Когда-то принцесса Авэль любила смотреть в зеркальце на себя. Зеркальце у нее было в изящной серебряной оправе и крепилось на шелковой ленточке к рукаву, чтобы в любой момент можно было взглянуть, полюбоваться своей красотой…

Теперь, если ей и попадалось на глаза зеркальце, она не смотрелась. К чему? Красоты больше нет. есть исхудалое, огрубевшее лицо, большие глаза, под которыми залегли тени бессонницы, губы побледнели, и весь лик сам поблек. А она еще преступно юна, но разве можно сказать это, увидев ее? Гибкий стан стал просто прямым, лишенным изящного движения и приобрел только грубоватость в каждой своей повадке.

У принцессы Авэль было две жизни. Первая, счастливая закончилась рано. Вторая пожирала большую часть ее лет.

И это было совершенно не ее виной.

***

Принцесса Авэль была слишком мала, чтобы угадать печальный факт того, что любая, хоть сколько-нибудь знатная кровь, не имеет выбора в брачном союзе. Когда же речь идет о троне, тут и вовсе нет никакого чувства, кроме расчетливой выверенности.

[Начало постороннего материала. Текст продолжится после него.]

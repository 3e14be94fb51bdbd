//! # Canonical Constants
//!
//! The ten big integers every weight computation refers to. The process-wide
//! set is built once on first use and only ever handed out by shared
//! reference. Owned copies (snapshots, test fixtures) are ordinary values.

use num_bigint::BigUint;
use num_traits::{One, Zero};
use std::ops::Index;
use std::sync::LazyLock;

/// Number of fractional bits in a big-bits value.
pub const MANT_BITS: u32 = 64;

static COMMON: LazyLock<ConstantSet> = LazyLock::new(ConstantSet::derive);

/// The process-wide canonical constant set.
pub fn common() -> &'static ConstantSet {
    &COMMON
}

/// `2^64`, the big-bits fixed-point scale.
pub fn big_2e64() -> &'static BigUint {
    &common()[Constant::TwoPow64]
}

/// `2^256`, the difficulty numerator.
pub fn big_2e256() -> &'static BigUint {
    &common()[Constant::TwoPow256]
}

/// Identifier of one canonical constant.
#[derive(Debug, Clone, Copy, PartialEq, Eq, Hash)]
pub enum Constant {
    Zero,
    One,
    Two,
    Three,
    Eight,
    ThirtyTwo,
    TwoFiftySix,
    TwoFiftySeven,
    TwoPow256,
    TwoPow64,
}

impl Constant {
    /// Every constant, in registry order.
    pub const ALL: [Constant; 10] = [
        Constant::Zero,
        Constant::One,
        Constant::Two,
        Constant::Three,
        Constant::Eight,
        Constant::ThirtyTwo,
        Constant::TwoFiftySix,
        Constant::TwoFiftySeven,
        Constant::TwoPow256,
        Constant::TwoPow64,
    ];

    /// Stable name used in logs.
    pub fn name(self) -> &'static str {
        match self {
            Constant::Zero => "big0",
            Constant::One => "big1",
            Constant::Two => "big2",
            Constant::Three => "big3",
            Constant::Eight => "big8",
            Constant::ThirtyTwo => "big32",
            Constant::TwoFiftySix => "big256",
            Constant::TwoFiftySeven => "big257",
            Constant::TwoPow256 => "big2e256",
            Constant::TwoPow64 => "big2e64",
        }
    }

    /// Build the value from first principles.
    pub fn derive(self) -> BigUint {
        match self {
            Constant::Zero => BigUint::zero(),
            Constant::One => BigUint::one(),
            Constant::Two => BigUint::from(2u32),
            Constant::Three => BigUint::from(3u32),
            Constant::Eight => BigUint::from(8u32),
            Constant::ThirtyTwo => BigUint::from(32u32),
            Constant::TwoFiftySix => BigUint::from(256u32),
            Constant::TwoFiftySeven => BigUint::from(257u32),
            Constant::TwoPow256 => BigUint::from(2u32).pow(256),
            Constant::TwoPow64 => BigUint::from(2u32).pow(MANT_BITS),
        }
    }

    fn slot(self) -> usize {
        self as usize
    }
}

/// A full set of canonical values.
#[derive(Debug, Clone, PartialEq, Eq)]
pub struct ConstantSet {
    values: [BigUint; 10],
}

impl ConstantSet {
    /// Build a fresh set by re-running every construction expression.
    pub fn derive() -> Self {
        Self {
            values: Constant::ALL.map(Constant::derive),
        }
    }

    /// Read one value.
    pub fn get(&self, constant: Constant) -> &BigUint {
        &self.values[constant.slot()]
    }

    /// Mutable access to one value of an owned set.
    ///
    /// The process-wide set is never reachable through this method; it is
    /// only exposed as `&'static ConstantSet`.
    pub fn value_mut(&mut self, constant: Constant) -> &mut BigUint {
        &mut self.values[constant.slot()]
    }

    /// First constant whose value differs between `self` and `other`.
    pub fn first_mismatch(&self, other: &ConstantSet) -> Option<Constant> {
        Constant::ALL
            .into_iter()
            .find(|c| self.get(*c) != other.get(*c))
    }

    /// Iterate `(constant, value)` pairs in registry order.
    pub fn iter(&self) -> impl Iterator<Item = (Constant, &BigUint)> {
        Constant::ALL.into_iter().map(move |c| (c, self.get(c)))
    }
}

impl Index<Constant> for ConstantSet {
    type Output = BigUint;

    fn index(&self, constant: Constant) -> &BigUint {
        self.get(constant)
    }
}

Ее родители были ярким примером такого расчета. Они не любили друг друга, но, будучи людьми умными, не демонстрировали это и проявляли уважение ко второй половине, пряча романы и интриги. К тому же, выступали единодушно, союзом. Так поступают соратники, союзники. И они такими союзниками были.

Мать – не обладавшая красотой, но компенсировав это знаниями и чуткостью, умела закрывать глаза и не слышать шелесты и пересуды.

Отец – напротив, красивый и статный, но терявший множество преимуществ из-за своей вспыльчивости, умел обращать любой слух в шутку.

Они притерлись друг к другу, научились жить. Принцесса, рожденная же в этом союзе, получала любовь со стороны отца и матери. Они могли не любить друг друга, но очень любили ее. Хотя, как позже успела понять Авэль – отец желал наследника, сына, а не дочь. Но жена его была еще молода, а потому «Первая Роза Королевства» - как любя называл король свою дочь, не стала разочарованием…

***

Наверное, как позже, уже оказавшись в заточении каменной, самой худшей тюрьмы – монастыря, думала Авэль: у человека, у любого человека есть в жизни какое-то помутнение.

Помутнение приходит лишь раз, такое сильное, что нет ничего, кроме одержимости, кроме пожирающего изнутри демона. Это как чесотка всех внутренностей сразу, когда готов выть и царапать свою кожу, сердце и душу – лишь бы облегчить этот недуг.